TL;DR: You should add direct-action flag to the tc filter command, as in

tc filter add dev eth0 ingress bpf \
    object-file ./net-next.git/samples/bpf/parse_simple.o \
    section simple direct-action verbose
                   ^^^^^^^^^^^^^

The short help for tc bpf filter bpf help mentions this flag, but is has not made its way to the tc-bpf(8) manual page at this time, if I remember correctly.

So, what is this flag for?

eBPF programs can be attached two ways with tc: as actions, or as classifiers. Classifiers, attached with tc filter add, are supposed to be used for filtering packets, and do not apply an action by default. Which means that their return values have the following meaning (from man tc-bpf):

0 , denotes a mismatch

-1 , denotes the default classid configured from the command line

else , everything else will override the default classid to provide a facility for non-linear matching

Actions attached with tc action add, on the other hand, can drop or mirror or perform other operations with packets, but they are not supposed to actually filter them.

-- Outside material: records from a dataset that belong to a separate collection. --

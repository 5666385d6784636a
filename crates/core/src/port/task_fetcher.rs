// Task Fetcher Port
// The only collaborator the task poller needs: a read of one task by uid

use crate::domain::{Task, TaskUid};
use crate::error::Result;
use async_trait::async_trait;

/// Read-only access to server-side task state
///
/// Fetches must be idempotent: the poller calls this repeatedly for the same
/// uid, possibly from several call sites at once.
#[cfg_attr(test, mockall::automock)]
#[async_trait]
pub trait TaskFetcher: Send + Sync {
    async fn fetch_task(&self, uid: TaskUid) -> Result<Task>;
}

// ============================================================================
// Mock Implementations for Testing
// ============================================================================

pub mod mocks {
    use super::*;
    use crate::domain::{TaskStatus, TaskType};
    use crate::error::AppError;
    use chrono::Utc;
    use std::sync::atomic::{AtomicUsize, Ordering};
    use std::sync::Mutex;
    use tokio::time::{Duration, Instant};

    /// Build a bare task in the given status
    pub fn task_with_status(uid: TaskUid, status: TaskStatus) -> Task {
        let now = Utc::now();
        Task {
            uid,
            index_uid: Some("movies".to_string()),
            status,
            task_type: TaskType::DocumentAdditionOrUpdate,
            details: None,
            error: None,
            duration: None,
            enqueued_at: now,
            started_at: (status != TaskStatus::Enqueued).then_some(now),
            finished_at: status.is_terminal().then_some(now),
        }
    }

    /// Returns a fixed sequence of statuses, one per fetch
    ///
    /// The last entry repeats once the sequence is exhausted.
    pub struct SequenceTaskFetcher {
        statuses: Vec<TaskStatus>,
        calls: AtomicUsize,
    }

    impl SequenceTaskFetcher {
        pub fn new(statuses: Vec<TaskStatus>) -> Self {
            Self {
                statuses,
                calls: AtomicUsize::new(0),
            }
        }

        pub fn call_count(&self) -> usize {
            self.calls.load(Ordering::SeqCst)
        }
    }

    #[async_trait]
    impl TaskFetcher for SequenceTaskFetcher {
        async fn fetch_task(&self, uid: TaskUid) -> Result<Task> {
            let n = self.calls.fetch_add(1, Ordering::SeqCst);
            let status = self
                .statuses
                .get(n)
                .or_else(|| self.statuses.last())
                .copied()
                .ok_or_else(|| AppError::Validation("empty status sequence".to_string()))?;
            Ok(task_with_status(uid, status))
        }
    }

    /// Status changes at fixed offsets from construction time
    ///
    /// Uses tokio's clock, so it follows paused time in tests.
    pub struct TimelineTaskFetcher {
        started: Instant,
        transitions: Vec<(Duration, TaskStatus)>,
        fetch_times: Mutex<Vec<Duration>>,
    }

    impl TimelineTaskFetcher {
        /// `transitions` must be sorted by offset; status before the first
        /// transition is `Enqueued`.
        pub fn new(transitions: Vec<(Duration, TaskStatus)>) -> Self {
            Self {
                started: Instant::now(),
                transitions,
                fetch_times: Mutex::new(Vec::new()),
            }
        }

        /// Elapsed time at each fetch
        pub fn fetch_times(&self) -> Vec<Duration> {
            self.fetch_times.lock().unwrap().clone()
        }
    }

    #[async_trait]
    impl TaskFetcher for TimelineTaskFetcher {
        async fn fetch_task(&self, uid: TaskUid) -> Result<Task> {
            let elapsed = self.started.elapsed();
            self.fetch_times.lock().unwrap().push(elapsed);
            let status = self
                .transitions
                .iter()
                .take_while(|(at, _)| *at <= elapsed)
                .last()
                .map(|(_, status)| *status)
                .unwrap_or(TaskStatus::Enqueued);
            Ok(task_with_status(uid, status))
        }
    }

    /// Answers the first fetch immediately, then every later fetch only
    /// after `stall` has passed
    pub struct StallingTaskFetcher {
        status: TaskStatus,
        stall: Duration,
        calls: AtomicUsize,
    }

    impl StallingTaskFetcher {
        pub fn new(status: TaskStatus, stall: Duration) -> Self {
            Self {
                status,
                stall,
                calls: AtomicUsize::new(0),
            }
        }

        pub fn call_count(&self) -> usize {
            self.calls.load(Ordering::SeqCst)
        }
    }

    #[async_trait]
    impl TaskFetcher for StallingTaskFetcher {
        async fn fetch_task(&self, uid: TaskUid) -> Result<Task> {
            if self.calls.fetch_add(1, Ordering::SeqCst) > 0 {
                tokio::time::sleep(self.stall).await;
            }
            Ok(task_with_status(uid, self.status))
        }
    }
}
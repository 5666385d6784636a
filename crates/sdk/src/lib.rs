//! Meili SDK - Rust Client Library for Meilisearch
//!
//! Wraps the REST API of a Meilisearch instance: instance info, keys,
//! indexes, documents and search. Writes are queued by the server as tasks;
//! [`Client::wait_for_task`] polls one until it settles. Tenant tokens are
//! signed locally with [`Client::generate_tenant_token`].
//!
//! # Example
//!
//! ```no_run
//! use meili_sdk::{Client, ClientConfig, SearchRequest, WaitParams};
//! use serde_json::json;
//!
//! #[tokio::main]
//! async fn main() -> Result<(), Box<dyn std::error::Error>> {
//!     let client = Client::new(ClientConfig::new("http://localhost:7700").with_api_key("masterKey"))?;
//!     let movies = client.index("movies");
//!
//!     // Index documents and wait for the server to process them
//!     let info = movies
//!         .add_documents(&[json!({"id": 1, "title": "Carol"})], Some("id"))
//!         .await?;
//!     let task = movies.wait_for_task(info.task_uid, WaitParams::new()).await?;
//!     println!("Task {} {}", task.uid, task.status);
//!
//!     let results = movies.search(&SearchRequest::new("carol")).await?;
//!     println!("{} hits", results.hits.len());
//!
//!     Ok(())
//! }
//! ```

mod client;
mod config;
mod error;
mod index;

pub use client::Client;
pub use config::{ClientConfig, WaitConfig, ENV_PREFIX};
pub use error::{Result, SdkError};
pub use index::Index;

pub use meili_core::application::{
    cancel_channel, decode_tenant_token, CancelHandle, CancelSignal, TenantTokenClaims,
    TenantTokenOptions, WaitParams,
};
pub use meili_core::domain::{
    Health, IndexConfig, IndexInfo, IndexStats, IndexesResults, Key, KeyCreate, KeyUpdate,
    KeysQuery, KeysResults, MatchingStrategy, SearchRequest, SearchResponse, SearchRule,
    SearchRules, Stats, Task, TaskDetails, TaskError, TaskInfo, TaskStatus, TaskType, TaskUid,
    TasksQuery, TasksResults, Version, ALL_INDEXES,
};
pub use meili_core::ApiError;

Because eBPF is kind of more flexible than the traditional actions and filters of tc, you can actually do both at once, filter a packet (i.e. identify this packet) and perform an action on it. To reflect this flexibility, the direct-action, or da flag was added (for kernel 4.4 or newer, with matching iproute2 package). It tells the kernel to use the return values of actions (TC_ACT_SHOT, TC_ACT_OK, etc.) for classifiers. And this is what you need here to return TC_ACT_SHOT in a way the kernel understands you want to drop the packet.

If I remember correctly, the reason why we use this flag instead of just dropping filters for actions is that you need a filter anyway with tc to attach you action to? (to be confirmed). So with the direct-action flag you do not have to attach both one filter and one action, the filter can do both operations. This should be the preferred way to go for eBPF programming with tc.